With nothing but a bunch of junk in the non-conference resume and an already small roster ripped even further by transfers, Marquette dumps a huge second half lead against DePaul in the Big East opener. The Golden Eagles bounced back to clip a quality Providence team thanks to a giant pile of Kris Dunn turnovers, but turned right into a road loss against Georgetown. Matt Carlino raised spirits with a late bucket to engineer a win over Creighton, but Luke Fischer couldn't get a shot to fall late against Xavier leading to a loss to the Musketeers, and while Steve Taylor went bananas against St. John's, Carlino didn't have magic again and St. John's escaped with a win.
That's how you get to 2-4. A less thrilling kind of 2-4 than this year and 2010, sure, but still 2-4. The difference here was that MU couldn't capitalize on opportunities afforded them. The next three games were at home, all losses, including overtime stunners to Georgetown and Butler sandwiching a flat out punch in the face from Seton Hall. That was followed up with a clobbering at the hands of Villanova, which turned literal when Ryan Arcidiacono dumped Matt Carlino right on his head and neck. While the grad transfer from BYU somehow came back into that game, he missed the next four games with a concussion.
MU pulled together to drop a self-destructing Seton Hall team (hi, Kevin Willard), but they then lost the next six games. Part of the problem was Juan Anderson suffering an ankle injury in practice that was described as "he was standing there and all of a sudden he fell over and sprained his ankle." Anderson was never right for the rest of the season, shrinking Marquette's roster even further. Carlino would return, but Marquette would only manage two more wins for the rest of the season: a Senior Night win against DePaul to be a reverse image of the league opener, and one final pounding of the SHU team that was going south even faster than they were slightly more than a month earlier. Less than 12 hours after beating Seton Hall in the first round, Marquette was quietly bounced from the Big East tournament by the juggernaut that was (and still is) the current incarnation of Villanova.
That's how you go from 2-4 to 4-14 in Big East play and nowhere near the NIT, much less the NCAA tournament.

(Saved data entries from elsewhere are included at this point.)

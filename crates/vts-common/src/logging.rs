//! Structured Logging Configuration
//!
//! - JSON output when `LOG_FORMAT=json`
//! - Human-readable output otherwise
//! - Level filtering through `RUST_LOG` (default: info)
//!
//! Reconciliation batches open a `reconcile` span, so every per-peer log line
//! carries the backend and the edited record.

use tracing_subscriber::{
    fmt::{self, format::FmtSpan},
    layer::SubscriberExt,
    util::SubscriberInitExt,
    EnvFilter,
};

/// Output format selected by `LOG_FORMAT`
#[derive(Debug, Clone, Copy, PartialEq, Eq)]
pub enum LogFormat {
    Json,
    Text,
}

impl LogFormat {
    pub fn from_env() -> Self {
        Self::parse(&std::env::var("LOG_FORMAT").unwrap_or_default())
    }

    pub fn parse(value: &str) -> Self {
        if value.eq_ignore_ascii_case("json") {
            LogFormat::Json
        } else {
            LogFormat::Text
        }
    }
}

/// Initialize logging for the given service.
///
/// Safe to call more than once; later calls are ignored.
pub fn init_logging(service_name: &str) {
    let env_filter = EnvFilter::try_from_default_env()
        .unwrap_or_else(|_| EnvFilter::new("info"));

    let installed = match LogFormat::from_env() {
        LogFormat::Json => init_json_logging(env_filter),
        LogFormat::Text => init_text_logging(env_filter),
    };

    if installed {
        tracing::debug!(service = service_name, "Logging initialized");
    }
}

fn init_json_logging(env_filter: EnvFilter) -> bool {
    tracing_subscriber::registry()
        .with(env_filter)
        .with(
            fmt::layer()
                .json()
                .with_current_span(true)
                .with_span_list(true)
                .with_file(true)
                .with_line_number(true)
                .with_target(true)
                .flatten_event(true)
                .with_span_events(FmtSpan::CLOSE),
        )
        .try_init()
        .is_ok()
}

fn init_text_logging(env_filter: EnvFilter) -> bool {
    tracing_subscriber::registry()
        .with(env_filter)
        .with(
            fmt::layer()
                .with_target(true)
                .with_thread_ids(false)
                .with_ansi(true)
                .with_writer(std::io::stderr),
        )
        .try_init()
        .is_ok()
}

#[cfg(test)]
mod tests {
    use super::*;

    #[test]
    fn test_log_format_parsing() {
        assert_eq!(LogFormat::parse("json"), LogFormat::Json);
        assert_eq!(LogFormat::parse("JSON"), LogFormat::Json);
        assert_eq!(LogFormat::parse(""), LogFormat::Text);
        assert_eq!(LogFormat::parse("pretty"), LogFormat::Text);
    }

    #[test]
    fn test_init_twice_does_not_panic() {
        init_logging("vts-test");
        init_logging("vts-test");
    }
}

Two different paths. Two wildly different results. I will say this: the chances will be there for Marquette to make the impressive accomplishment of qualifying for the NCAA tournament. After the next three games, all very much must must must wins against DePaul, St. John's, and Stetson, MU has eight games scheduled against teams that are currently in the top 50 of the KenPom rankings, plus another swing at #65 Georgetown, this time in the comfort of the Bradley Center.
I'm not saying it will be easy. I'm not saying it won't take #BloodPressureCheck after #BloodPressureCheck. The chances are there for Marquette to make a run, as well as for MU to go quietly into the night. It's up to Steve Wojciechowski and his players to figure out which historical outcome they want to mimic over the next 13 (or more?) games.